/---

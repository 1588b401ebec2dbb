//! Sign a PDF
//!
//! Applies the marks listed in a JSON request file to a PDF with a PKCS#12
//! certificate. The certificate password is read from `PDF_SIGN_PASSWORD`.
//!
//! Usage:
//!   sign_pdf <input.pdf> <cert.p12> <requests.json> <output.pdf> [options]
//!
//! Options:
//!   --lock            Seal the document after the last mark
//!   --protocol        Append a protocol page listing the marks
//!   --font <path>     TrueType font for the signer name
//!   --reason <text>   Signature reason
//!   --config <path>   Engine configuration (JSON)
//!   --verbose, -v     Print every applied mark
//!
//! Request file example:
//!   [
//!     {"kind": {"type": "signature"}, "page": 0, "position": {"x": 0.6, "y": 0.1}},
//!     {"kind": {"type": "initials", "corner": "bottom_right"}, "page": 1, "position": {"x": 0, "y": 0}}
//!   ]

use pdf_countersign::{
    EngineConfig, LockStatus, PlacementRequest, SignatureEngine, SigningOptions,
};
use std::fs;
use std::path::PathBuf;
use std::process;
use zeroize::Zeroizing;

const PASSWORD_VAR: &str = "PDF_SIGN_PASSWORD";

struct SignArgs {
    input: PathBuf,
    certificate: PathBuf,
    requests: PathBuf,
    output: PathBuf,
    options: SigningOptions,
    font: Option<PathBuf>,
    reason: Option<String>,
    config: Option<PathBuf>,
    verbose: bool,
}

impl SignArgs {
    fn from_args() -> Result<Self, String> {
        let args: Vec<String> = std::env::args().collect();
        let mut positional = Vec::new();
        let mut options = SigningOptions::new();
        let mut font = None;
        let mut reason = None;
        let mut config = None;
        let mut verbose = false;

        let mut i = 1;
        while i < args.len() {
            match args[i].as_str() {
                "--lock" => {
                    options = options.with_lock(true);
                },
                "--protocol" => {
                    options = options.with_protocol_page(true);
                },
                "--font" => {
                    i += 1;
                    font = Some(PathBuf::from(value(&args, i, "--font")?));
                },
                "--reason" => {
                    i += 1;
                    reason = Some(value(&args, i, "--reason")?.to_string());
                },
                "--config" => {
                    i += 1;
                    config = Some(PathBuf::from(value(&args, i, "--config")?));
                },
                "--verbose" | "-v" => {
                    verbose = true;
                },
                other if other.starts_with("--") => {
                    return Err(format!("unknown option {}", other));
                },
                other => positional.push(PathBuf::from(other)),
            }
            i += 1;
        }

        let [input, certificate, requests, output]: [PathBuf; 4] = positional
            .try_into()
            .map_err(|_| "expected <input> <cert.p12> <requests.json> <output>".to_string())?;
        Ok(Self {
            input,
            certificate,
            requests,
            output,
            options,
            font,
            reason,
            config,
            verbose,
        })
    }
}

fn value<'a>(args: &'a [String], i: usize, flag: &str) -> Result<&'a str, String> {
    args.get(i)
        .map(String::as_str)
        .ok_or_else(|| format!("{} needs a value", flag))
}

fn run(args: &SignArgs) -> pdf_countersign::Result<()> {
    let mut config = match &args.config {
        Some(path) => EngineConfig::from_json(&fs::read_to_string(path)?)?,
        None => EngineConfig::default(),
    };
    if let Some(font) = &args.font {
        config = config.with_script_font(font);
    }
    if let Some(reason) = &args.reason {
        config = config.with_reason(reason);
    }

    let pdf = fs::read(&args.input)?;
    let p12 = Zeroizing::new(fs::read(&args.certificate)?);
    let requests: Vec<PlacementRequest> = serde_json::from_str(&fs::read_to_string(&args.requests)?)?;
    let password = Zeroizing::new(std::env::var(PASSWORD_VAR).unwrap_or_default());

    let engine = SignatureEngine::new(config);
    let signed = engine.sign(&pdf, &p12, &password, &requests, &args.options)?;
    fs::write(&args.output, &signed.bytes)?;

    if args.verbose {
        for mark in &signed.marks {
            println!(
                "  {} {} on page {} at ({:.1}, {:.1})",
                mark.field_name,
                mark.kind.label(),
                mark.page + 1,
                mark.rect.x,
                mark.rect.y
            );
        }
        for page in &signed.protocol_pages {
            println!("  protocol page {}", page + 1);
        }
    }
    match &signed.lock {
        LockStatus::Failed(reason) => eprintln!("Warning: document was not locked: {}", reason),
        LockStatus::Locked => println!("Document locked"),
        LockStatus::NotRequested => {},
    }
    println!(
        "Applied {} marks, wrote {} ({} bytes)",
        signed.marks.len(),
        args.output.display(),
        signed.bytes.len()
    );
    Ok(())
}

fn main() {
    env_logger::init();

    let args = match SignArgs::from_args() {
        Ok(args) => args,
        Err(e) => {
            eprintln!("Error: {}", e);
            eprintln!(
                "Usage: sign_pdf <input.pdf> <cert.p12> <requests.json> <output.pdf> \
                 [--lock] [--protocol] [--font <path>] [--reason <text>] [--config <path>] [--verbose]"
            );
            process::exit(2);
        },
    };

    if let Err(e) = run(&args) {
        eprintln!("Error: {}", e);
        process::exit(1);
    }
}
//! Configuration for signing runs.
//!
//! [`SigningOptions`] are the per-batch switches a caller passes with each
//! request. [`EngineConfig`] holds the longer-lived engine settings: stamp
//! geometry, field naming, the signature reason and the certificate policy.
//! Both deserialize from JSON so front ends can keep them in a file.

use crate::error::Result;
use serde::{Deserialize, Serialize};
use std::path::PathBuf;

/// Per-batch signing switches.
///
/// Stamp fonts are not chosen here. The signer name is drawn in the Base-14
/// Times-Italic, which viewers supply and which is not embedded, unless
/// [`EngineConfig::script_font`] names a TrueType file to embed instead.
#[derive(Debug, Clone, Copy, Default, PartialEq, Eq, Serialize, Deserialize)]
#[serde(default)]
pub struct SigningOptions {
    /// Append a final seal revision that forbids further changes.
    pub lock_after_signing: bool,

    /// Append a summary page before the first signature is applied.
    pub include_protocol_page: bool,
}

impl SigningOptions {
    /// Create options with everything disabled.
    pub fn new() -> Self {
        Self::default()
    }

    /// Lock the document after signing.
    pub fn with_lock(mut self, enable: bool) -> Self {
        self.lock_after_signing = enable;
        self
    }

    /// Append the protocol page.
    pub fn with_protocol_page(mut self, enable: bool) -> Self {
        self.include_protocol_page = enable;
        self
    }
}

/// What to do with a certificate outside its validity window.
#[derive(Debug, Clone, Copy, Default, PartialEq, Eq, Serialize, Deserialize)]
#[serde(rename_all = "snake_case")]
pub enum ExpiryPolicy {
    /// Use the certificate as presented.
    #[default]
    Ignore,
    /// Refuse certificates that are not yet valid or already expired.
    Reject,
}

/// Width and height of a stamp in points.
#[derive(Debug, Clone, Copy, PartialEq, Serialize, Deserialize)]
pub struct StampSize {
    /// Width in points
    pub width: f32,
    /// Height in points
    pub height: f32,
}

impl StampSize {
    /// Create a stamp size.
    pub const fn new(width: f32, height: f32) -> Self {
        Self { width, height }
    }
}

/// Default size of a full signature stamp.
pub const SIGNATURE_SIZE: StampSize = StampSize::new(150.0, 50.0);

/// Default size of an initials stamp.
pub const INITIALS_SIZE: StampSize = StampSize::new(50.0, 35.0);

/// Engine settings.
#[derive(Debug, Clone, PartialEq, Serialize, Deserialize)]
#[serde(default)]
pub struct EngineConfig {
    /// `/Reason` written into every signature dictionary.
    pub reason: String,

    /// Optional `/Location` written into every signature dictionary.
    pub location: Option<String>,

    /// Prefix for generated signature field names.
    pub field_prefix: String,

    /// Name of the invisible seal field added by the locker.
    pub seal_field_name: String,

    /// Size of a full signature stamp.
    pub signature_size: StampSize,

    /// Size of an initials stamp.
    pub initials_size: StampSize,

    /// Distance of corner-anchored initials from the page edges.
    pub corner_margin: f32,

    /// TrueType file used for the signer-name line.
    ///
    /// `None` falls back to the standard Times-Italic.
    pub script_font: Option<PathBuf>,

    /// Small attribution line at the bottom of signature stamps.
    pub attribution: String,

    /// Display name used when the certificate has no common name.
    pub fallback_name: Option<String>,

    /// Certificate validity policy.
    pub expiry_policy: ExpiryPolicy,

    /// Extra bytes reserved in `/Contents` on top of the estimate.
    pub contents_reserve: usize,
}

impl Default for EngineConfig {
    fn default() -> Self {
        Self {
            reason: "Electronically signed".to_string(),
            location: None,
            field_prefix: "Signature_".to_string(),
            seal_field_name: "Lock_Seal".to_string(),
            signature_size: SIGNATURE_SIZE,
            initials_size: INITIALS_SIZE,
            corner_margin: 20.0,
            script_font: None,
            attribution: "github.com/keboola/esignature".to_string(),
            fallback_name: None,
            expiry_policy: ExpiryPolicy::Ignore,
            contents_reserve: 0,
        }
    }
}

impl EngineConfig {
    /// Create configuration with defaults.
    pub fn new() -> Self {
        Self::default()
    }

    /// Parse configuration from JSON. Missing keys keep their defaults.
    pub fn from_json(json: &str) -> Result<Self> {
        Ok(serde_json::from_str(json)?)
    }

    /// Set the signing reason.
    pub fn with_reason(mut self, reason: impl Into<String>) -> Self {
        self.reason = reason.into();
        self
    }

    /// Set the signing location.
    pub fn with_location(mut self, location: impl Into<String>) -> Self {
        self.location = Some(location.into());
        self
    }

    /// Use a TrueType file for the signer-name line.
    pub fn with_script_font(mut self, path: impl Into<PathBuf>) -> Self {
        self.script_font = Some(path.into());
        self
    }

    /// Set the fallback display name.
    pub fn with_fallback_name(mut self, name: impl Into<String>) -> Self {
        self.fallback_name = Some(name.into());
        self
    }

    /// Set the certificate validity policy.
    pub fn with_expiry_policy(mut self, policy: ExpiryPolicy) -> Self {
        self.expiry_policy = policy;
        self
    }

    /// Reserve extra bytes in `/Contents` on top of the binder estimate.
    pub fn with_contents_reserve(mut self, bytes: usize) -> Self {
        self.contents_reserve = bytes;
        self
    }
}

\---

# Required action:
For the listing above, how many lines contain the word "match"? Respond with nothing but the number.

# Exercise solution:
4